Glikosilase DNA Urasil
Uracil-DNA Glycosylase (UNG atau UDG) merupakan klon rekombinan E.coli dengan berat molekul 25 kDa.Ini mengkatalisis pelepasan urasil bebas dari DNA untai tunggal dan ganda yang mengandung urasil, dan tidak aktif terhadap RNA, dan dapat digunakan untuk mencegah kontaminasi produk amplifikasi PCR.Prinsip kerjanya didasarkan pada kenyataan bahwa jika dUTP digantikan dengan dTTP dalam reaksi PCR dan produk amplifikasi PCR yang mengandung basa dU terbentuk, enzim dapat secara selektif memutus ikatan glikosidik basa U dalam untai tunggal dan untai ganda. DNA dan mendegradasi produk amplifikasi PCR.

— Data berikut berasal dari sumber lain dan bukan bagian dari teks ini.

use crate::config::{LayeredArgs, RunArgs};
use clap::Parser;

#[derive(Parser, Debug)]
#[command(name = "delth")]
#[command(
    version,
    about = "Graceful-shutdown sidecar: fail health checks, wait, then stop the command",
    long_about = None
)]
pub struct Cli {
    #[command(flatten)]
    pub run: LayeredArgs<RunArgs>,
}
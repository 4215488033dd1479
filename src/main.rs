mod exits;

use clap::Parser;
use delth::cli::Cli;
use delth::config::ShutdownConfig;
use delth::error::DelthError;
use delth::logging::Logger;
use delth::orchestrator::Orchestrator;
use exits::DelthExitCode;
use std::process::{ExitCode, Termination};
use tracing::{debug, info};

#[tokio::main]
async fn main() -> ExitCode {
    let cli = Cli::parse();
    let config: ShutdownConfig = match cli.run.load() {
        Ok(config) => config,
        Err(e) => {
            let _ = Logger::default().init();
            return DelthExitCode(e).report();
        }
    };

    match run(config).await {
        Ok(()) => ExitCode::SUCCESS,
        Err(e) => DelthExitCode(e).report(),
    }
}

async fn run(config: ShutdownConfig) -> Result<(), DelthError> {
    config.logger.init()?;
    info!("Starting delth v{}", env!("CARGO_PKG_VERSION"));
    debug!("effective config: {:#?}", config);

    Orchestrator::bind(config).await?.run().await
}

Aplikasi yang Direkomendasikan
Amplifikasi Pencegahan Kontaminasi
Kondisi penyimpanan
-20°C untuk penyimpanan jangka panjang, harus dicampur dengan baik sebelum digunakan, hindari sering dibekukan-dicairkan.
Penyangga penyimpanan
20 mM Tris-HCl (pH 8,0) , 150 mM NaCl, 1 mM EDTA, 1 mM DTT, Penstabil, 50% Gliserol.
Definisi Satuan
Banyaknya enzim yang diperlukan untuk mendegradasi 1µg DNA untai tunggal yang mengandung basa dU dalam 1 jam pada suhu 37°C adalah 1 unit.
Kontrol kualitas
1.Kemurnian elektroforesis SDS-PAGE lebih besar dari 98%
2.Sensitivitas amplifikasi, kontrol batch-ke-batch, stabilitas
3.Setelah 1U UNG diperlakukan pada suhu 50℃ selama 2 menit, templat yang berisi U di bawah 103 salinan harus terdegradasi sepenuhnya dan tidak ada produk amplifikasi yang dapat dihasilkan.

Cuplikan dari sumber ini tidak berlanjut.